Collected data:
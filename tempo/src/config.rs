// Tempo - A coalescing Statsd client for Rust!
//
// Copyright 2026 Tempo Developers
//
// Licensed under the Apache License, Version 2.0 <LICENSE-APACHE or
// http://www.apache.org/licenses/LICENSE-2.0> or the MIT license
// <LICENSE-MIT or http://opensource.org/licenses/MIT>, at your
// option. This file may not be copied, modified, or distributed
// except according to those terms.

use crate::DEFAULT_PORT;

/// Settings needed to connect a client to a Statsd server over UDP.
///
/// `project` is used as the prefix of every metric. A `sample_rate` of
/// exactly `0` means "not set" and is treated as `1`: to stop sending metrics
/// set `enable` to `false` instead.
#[derive(Debug, Clone, PartialEq)]
pub struct Config {
    pub host: String,
    pub port: u16,
    pub project: String,
    pub enable: bool,
    pub sample_rate: f32,
}

impl Config {
    /// Address of the Statsd server, as `host:port`.
    pub fn addr(&self) -> String {
        format!("{}:{}", self.host, self.port)
    }

    /// Default sample rate of clients built from this configuration.
    pub fn sample_rate(&self) -> f32 {
        if self.sample_rate == 0.0 {
            1.0
        } else {
            self.sample_rate
        }
    }
}

impl Default for Config {
    fn default() -> Self {
        Config {
            host: "127.0.0.1".to_owned(),
            port: DEFAULT_PORT,
            project: String::new(),
            enable: true,
            sample_rate: 0.0,
        }
    }
}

Work task:
Filter the records above and copy every line that contains the word "enable".

Solution for this task:
/// set `enable` to `false` instead.
    pub enable: bool,
            enable: true,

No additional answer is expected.